Scan the entries that follow for the word "ExecutionResult", then report every line in which it appears.

**Stored data entries:**
※ ※ ※
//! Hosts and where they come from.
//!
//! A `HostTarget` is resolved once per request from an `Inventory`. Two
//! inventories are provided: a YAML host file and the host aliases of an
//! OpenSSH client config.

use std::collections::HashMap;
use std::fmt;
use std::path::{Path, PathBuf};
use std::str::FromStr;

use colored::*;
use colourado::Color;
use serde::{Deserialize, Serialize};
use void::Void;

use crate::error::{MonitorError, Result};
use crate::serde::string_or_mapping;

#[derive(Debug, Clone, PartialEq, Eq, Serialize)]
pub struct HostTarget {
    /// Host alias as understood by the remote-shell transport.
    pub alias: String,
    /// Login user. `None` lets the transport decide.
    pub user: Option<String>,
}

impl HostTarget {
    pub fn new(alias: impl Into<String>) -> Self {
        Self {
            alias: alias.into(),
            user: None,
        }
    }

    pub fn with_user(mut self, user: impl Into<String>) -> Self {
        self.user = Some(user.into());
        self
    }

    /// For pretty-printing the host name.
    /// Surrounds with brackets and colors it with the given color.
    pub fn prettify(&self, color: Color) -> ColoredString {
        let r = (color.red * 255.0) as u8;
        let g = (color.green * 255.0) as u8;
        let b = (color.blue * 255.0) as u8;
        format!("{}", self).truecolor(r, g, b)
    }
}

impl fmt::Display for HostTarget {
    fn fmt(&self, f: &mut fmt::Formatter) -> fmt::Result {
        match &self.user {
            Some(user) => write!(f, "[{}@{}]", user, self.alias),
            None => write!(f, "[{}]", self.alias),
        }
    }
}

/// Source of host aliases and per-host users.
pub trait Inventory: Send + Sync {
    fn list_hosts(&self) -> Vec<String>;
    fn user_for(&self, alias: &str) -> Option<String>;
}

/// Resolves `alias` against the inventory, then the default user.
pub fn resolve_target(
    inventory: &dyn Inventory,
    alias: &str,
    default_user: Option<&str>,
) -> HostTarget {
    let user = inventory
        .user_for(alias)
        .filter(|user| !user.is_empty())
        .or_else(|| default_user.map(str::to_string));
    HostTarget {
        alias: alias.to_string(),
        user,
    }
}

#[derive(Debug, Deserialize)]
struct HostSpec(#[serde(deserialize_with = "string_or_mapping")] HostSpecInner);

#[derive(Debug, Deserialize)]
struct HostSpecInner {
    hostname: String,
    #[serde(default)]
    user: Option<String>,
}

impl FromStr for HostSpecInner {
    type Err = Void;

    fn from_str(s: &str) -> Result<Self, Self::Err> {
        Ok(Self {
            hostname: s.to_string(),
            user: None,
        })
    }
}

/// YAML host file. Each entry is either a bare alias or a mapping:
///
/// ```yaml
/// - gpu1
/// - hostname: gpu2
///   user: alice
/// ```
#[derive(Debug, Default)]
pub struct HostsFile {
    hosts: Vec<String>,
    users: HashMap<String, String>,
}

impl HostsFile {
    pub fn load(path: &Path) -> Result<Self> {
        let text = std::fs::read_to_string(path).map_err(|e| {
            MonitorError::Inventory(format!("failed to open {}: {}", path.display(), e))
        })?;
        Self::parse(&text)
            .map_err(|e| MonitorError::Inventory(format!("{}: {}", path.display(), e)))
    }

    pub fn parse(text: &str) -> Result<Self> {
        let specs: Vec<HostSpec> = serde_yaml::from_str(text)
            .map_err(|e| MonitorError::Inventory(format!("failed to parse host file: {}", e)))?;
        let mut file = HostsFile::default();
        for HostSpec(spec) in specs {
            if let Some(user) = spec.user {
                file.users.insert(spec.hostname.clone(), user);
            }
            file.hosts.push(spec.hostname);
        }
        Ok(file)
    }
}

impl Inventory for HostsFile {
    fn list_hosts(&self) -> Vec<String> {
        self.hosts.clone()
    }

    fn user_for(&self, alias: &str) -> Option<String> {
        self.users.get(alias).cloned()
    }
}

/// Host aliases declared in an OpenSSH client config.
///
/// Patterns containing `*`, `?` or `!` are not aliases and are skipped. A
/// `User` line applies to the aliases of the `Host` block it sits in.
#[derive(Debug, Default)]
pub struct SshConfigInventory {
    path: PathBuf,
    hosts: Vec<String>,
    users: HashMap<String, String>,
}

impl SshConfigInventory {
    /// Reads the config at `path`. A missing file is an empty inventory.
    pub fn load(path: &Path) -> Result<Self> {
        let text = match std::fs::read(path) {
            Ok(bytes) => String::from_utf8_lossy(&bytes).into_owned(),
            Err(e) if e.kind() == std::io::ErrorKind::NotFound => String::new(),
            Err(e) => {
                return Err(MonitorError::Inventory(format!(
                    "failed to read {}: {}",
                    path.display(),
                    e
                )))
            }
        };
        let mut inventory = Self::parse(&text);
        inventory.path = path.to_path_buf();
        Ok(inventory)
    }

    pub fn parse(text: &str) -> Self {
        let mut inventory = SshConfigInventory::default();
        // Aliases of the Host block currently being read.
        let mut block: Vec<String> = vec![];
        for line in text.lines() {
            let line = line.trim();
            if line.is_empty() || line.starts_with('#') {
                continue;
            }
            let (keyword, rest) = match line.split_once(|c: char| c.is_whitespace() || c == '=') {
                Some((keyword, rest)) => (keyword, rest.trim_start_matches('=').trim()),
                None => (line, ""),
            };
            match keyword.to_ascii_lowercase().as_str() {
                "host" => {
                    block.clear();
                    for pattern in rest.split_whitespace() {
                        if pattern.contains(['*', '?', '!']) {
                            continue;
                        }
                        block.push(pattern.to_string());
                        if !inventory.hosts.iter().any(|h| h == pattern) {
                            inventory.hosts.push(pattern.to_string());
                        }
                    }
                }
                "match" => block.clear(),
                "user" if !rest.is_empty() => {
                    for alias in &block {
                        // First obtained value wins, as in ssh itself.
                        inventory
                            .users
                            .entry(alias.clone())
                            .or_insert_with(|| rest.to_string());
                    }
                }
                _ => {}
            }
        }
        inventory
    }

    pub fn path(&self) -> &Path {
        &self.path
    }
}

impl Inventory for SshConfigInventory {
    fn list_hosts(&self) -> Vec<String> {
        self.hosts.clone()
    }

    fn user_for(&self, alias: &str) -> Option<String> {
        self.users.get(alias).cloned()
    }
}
※ ※ ※
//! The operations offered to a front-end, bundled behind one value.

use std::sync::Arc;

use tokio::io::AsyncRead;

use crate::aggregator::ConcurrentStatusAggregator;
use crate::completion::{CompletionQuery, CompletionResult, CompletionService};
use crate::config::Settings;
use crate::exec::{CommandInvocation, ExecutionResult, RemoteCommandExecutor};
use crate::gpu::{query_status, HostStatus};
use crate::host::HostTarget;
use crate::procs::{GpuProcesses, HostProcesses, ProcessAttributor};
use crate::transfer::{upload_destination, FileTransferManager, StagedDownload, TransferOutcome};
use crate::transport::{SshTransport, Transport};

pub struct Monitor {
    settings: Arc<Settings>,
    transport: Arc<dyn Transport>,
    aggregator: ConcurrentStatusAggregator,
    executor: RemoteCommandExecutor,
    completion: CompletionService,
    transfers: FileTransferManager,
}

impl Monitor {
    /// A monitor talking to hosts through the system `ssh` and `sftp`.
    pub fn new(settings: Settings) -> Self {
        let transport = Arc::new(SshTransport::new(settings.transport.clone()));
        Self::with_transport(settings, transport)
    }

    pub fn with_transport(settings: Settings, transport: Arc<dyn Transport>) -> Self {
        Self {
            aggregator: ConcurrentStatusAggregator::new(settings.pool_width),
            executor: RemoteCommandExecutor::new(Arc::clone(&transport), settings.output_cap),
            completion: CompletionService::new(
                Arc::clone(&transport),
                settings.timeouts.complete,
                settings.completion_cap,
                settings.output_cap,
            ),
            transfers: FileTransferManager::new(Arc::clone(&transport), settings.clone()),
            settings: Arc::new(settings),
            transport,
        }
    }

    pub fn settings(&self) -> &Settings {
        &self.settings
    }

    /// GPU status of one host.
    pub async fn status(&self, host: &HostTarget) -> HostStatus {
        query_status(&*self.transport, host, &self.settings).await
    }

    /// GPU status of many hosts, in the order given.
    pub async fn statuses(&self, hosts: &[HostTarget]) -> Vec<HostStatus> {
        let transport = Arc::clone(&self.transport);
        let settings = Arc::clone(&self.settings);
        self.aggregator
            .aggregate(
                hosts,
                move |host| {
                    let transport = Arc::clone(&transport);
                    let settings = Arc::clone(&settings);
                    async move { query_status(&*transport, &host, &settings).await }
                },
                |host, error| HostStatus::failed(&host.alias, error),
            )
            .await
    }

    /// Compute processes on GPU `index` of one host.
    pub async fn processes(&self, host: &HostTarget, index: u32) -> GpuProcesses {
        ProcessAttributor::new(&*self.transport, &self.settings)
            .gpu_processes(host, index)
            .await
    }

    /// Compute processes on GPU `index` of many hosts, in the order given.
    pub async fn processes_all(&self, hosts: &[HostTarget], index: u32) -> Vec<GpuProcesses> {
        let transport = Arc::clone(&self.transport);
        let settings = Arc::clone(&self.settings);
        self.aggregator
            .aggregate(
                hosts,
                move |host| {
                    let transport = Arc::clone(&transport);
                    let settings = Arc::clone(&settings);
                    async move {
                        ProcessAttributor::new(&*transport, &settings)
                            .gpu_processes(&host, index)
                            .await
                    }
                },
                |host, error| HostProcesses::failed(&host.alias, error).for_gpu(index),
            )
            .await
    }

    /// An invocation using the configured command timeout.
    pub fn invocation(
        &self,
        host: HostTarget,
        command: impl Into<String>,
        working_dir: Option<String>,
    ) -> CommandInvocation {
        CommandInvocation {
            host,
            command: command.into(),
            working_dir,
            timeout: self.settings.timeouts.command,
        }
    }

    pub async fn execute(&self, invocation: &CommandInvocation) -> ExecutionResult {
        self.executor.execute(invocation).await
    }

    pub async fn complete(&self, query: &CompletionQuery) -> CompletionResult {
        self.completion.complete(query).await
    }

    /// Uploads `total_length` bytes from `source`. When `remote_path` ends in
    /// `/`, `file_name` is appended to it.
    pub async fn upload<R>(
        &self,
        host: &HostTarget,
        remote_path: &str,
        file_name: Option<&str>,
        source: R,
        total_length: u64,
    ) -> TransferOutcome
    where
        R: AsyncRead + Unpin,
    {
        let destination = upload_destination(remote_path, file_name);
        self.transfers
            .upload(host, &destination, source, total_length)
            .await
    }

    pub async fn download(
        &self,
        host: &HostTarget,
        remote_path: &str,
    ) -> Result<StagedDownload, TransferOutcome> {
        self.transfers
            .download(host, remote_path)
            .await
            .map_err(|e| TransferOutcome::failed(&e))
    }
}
※ ※ ※
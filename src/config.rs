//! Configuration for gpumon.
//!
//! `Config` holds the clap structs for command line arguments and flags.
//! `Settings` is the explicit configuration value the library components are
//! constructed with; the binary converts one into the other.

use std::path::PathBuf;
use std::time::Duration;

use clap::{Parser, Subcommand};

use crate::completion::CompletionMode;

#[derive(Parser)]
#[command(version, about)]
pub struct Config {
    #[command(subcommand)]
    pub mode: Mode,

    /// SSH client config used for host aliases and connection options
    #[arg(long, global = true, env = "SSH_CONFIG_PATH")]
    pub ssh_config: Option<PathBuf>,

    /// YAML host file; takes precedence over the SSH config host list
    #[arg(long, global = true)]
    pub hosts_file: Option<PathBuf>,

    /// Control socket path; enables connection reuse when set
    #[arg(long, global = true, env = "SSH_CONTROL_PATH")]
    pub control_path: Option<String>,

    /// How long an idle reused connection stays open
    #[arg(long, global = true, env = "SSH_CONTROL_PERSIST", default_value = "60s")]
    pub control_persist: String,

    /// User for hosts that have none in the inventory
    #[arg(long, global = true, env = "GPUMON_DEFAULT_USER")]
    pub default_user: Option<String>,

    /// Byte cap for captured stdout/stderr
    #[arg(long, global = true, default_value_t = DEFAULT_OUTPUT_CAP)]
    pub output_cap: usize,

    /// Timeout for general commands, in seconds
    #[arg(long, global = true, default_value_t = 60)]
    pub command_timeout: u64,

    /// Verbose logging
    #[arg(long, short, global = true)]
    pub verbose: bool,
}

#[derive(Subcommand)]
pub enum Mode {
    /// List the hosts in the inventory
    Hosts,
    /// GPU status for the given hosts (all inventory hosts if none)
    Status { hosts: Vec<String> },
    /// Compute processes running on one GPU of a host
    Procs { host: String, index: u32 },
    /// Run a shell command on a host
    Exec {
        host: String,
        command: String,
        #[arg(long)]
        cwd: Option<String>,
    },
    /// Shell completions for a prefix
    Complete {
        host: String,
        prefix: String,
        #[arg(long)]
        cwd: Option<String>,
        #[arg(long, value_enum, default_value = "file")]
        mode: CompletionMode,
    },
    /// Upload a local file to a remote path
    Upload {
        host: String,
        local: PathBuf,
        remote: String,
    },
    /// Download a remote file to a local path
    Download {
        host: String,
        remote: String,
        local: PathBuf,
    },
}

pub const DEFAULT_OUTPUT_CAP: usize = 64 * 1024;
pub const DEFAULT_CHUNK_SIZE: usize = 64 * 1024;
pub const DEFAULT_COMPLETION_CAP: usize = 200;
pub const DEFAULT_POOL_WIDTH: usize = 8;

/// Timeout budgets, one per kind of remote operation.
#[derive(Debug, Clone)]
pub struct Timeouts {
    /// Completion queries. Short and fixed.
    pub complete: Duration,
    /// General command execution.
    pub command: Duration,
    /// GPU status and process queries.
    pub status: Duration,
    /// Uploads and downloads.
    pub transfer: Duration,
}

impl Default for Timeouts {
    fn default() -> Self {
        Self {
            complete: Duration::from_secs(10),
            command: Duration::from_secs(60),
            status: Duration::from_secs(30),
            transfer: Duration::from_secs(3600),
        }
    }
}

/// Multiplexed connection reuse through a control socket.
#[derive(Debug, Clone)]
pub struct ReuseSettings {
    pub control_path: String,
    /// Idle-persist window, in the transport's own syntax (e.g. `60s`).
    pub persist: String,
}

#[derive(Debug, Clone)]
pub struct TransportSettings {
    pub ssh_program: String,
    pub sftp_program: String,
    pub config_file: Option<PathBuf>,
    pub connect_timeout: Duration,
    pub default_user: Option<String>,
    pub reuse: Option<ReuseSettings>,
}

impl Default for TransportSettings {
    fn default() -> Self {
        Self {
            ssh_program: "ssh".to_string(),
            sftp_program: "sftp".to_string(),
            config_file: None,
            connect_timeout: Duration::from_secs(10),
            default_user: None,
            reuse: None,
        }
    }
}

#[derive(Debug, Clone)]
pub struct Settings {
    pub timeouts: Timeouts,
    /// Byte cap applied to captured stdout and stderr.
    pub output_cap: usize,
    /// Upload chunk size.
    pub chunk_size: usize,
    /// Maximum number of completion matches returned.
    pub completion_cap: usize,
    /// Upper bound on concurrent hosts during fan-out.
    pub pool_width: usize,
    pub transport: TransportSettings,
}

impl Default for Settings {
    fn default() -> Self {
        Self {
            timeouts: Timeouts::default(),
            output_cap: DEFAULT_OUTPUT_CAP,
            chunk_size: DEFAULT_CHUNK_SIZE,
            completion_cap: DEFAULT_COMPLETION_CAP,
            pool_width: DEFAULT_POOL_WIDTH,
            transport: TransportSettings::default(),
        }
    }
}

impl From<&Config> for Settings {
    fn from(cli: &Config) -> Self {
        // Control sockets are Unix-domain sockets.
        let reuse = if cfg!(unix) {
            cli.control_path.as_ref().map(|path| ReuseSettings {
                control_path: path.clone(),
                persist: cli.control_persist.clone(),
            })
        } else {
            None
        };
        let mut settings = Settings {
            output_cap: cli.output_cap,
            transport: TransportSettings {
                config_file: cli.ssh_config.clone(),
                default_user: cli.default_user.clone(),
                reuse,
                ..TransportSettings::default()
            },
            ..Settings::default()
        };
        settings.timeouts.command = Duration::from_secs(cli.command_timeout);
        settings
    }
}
※ ※ ※
**Exercise solution:**
use crate::exec::{CommandInvocation, ExecutionResult, RemoteCommandExecutor};
    pub async fn execute(&self, invocation: &CommandInvocation) -> ExecutionResult {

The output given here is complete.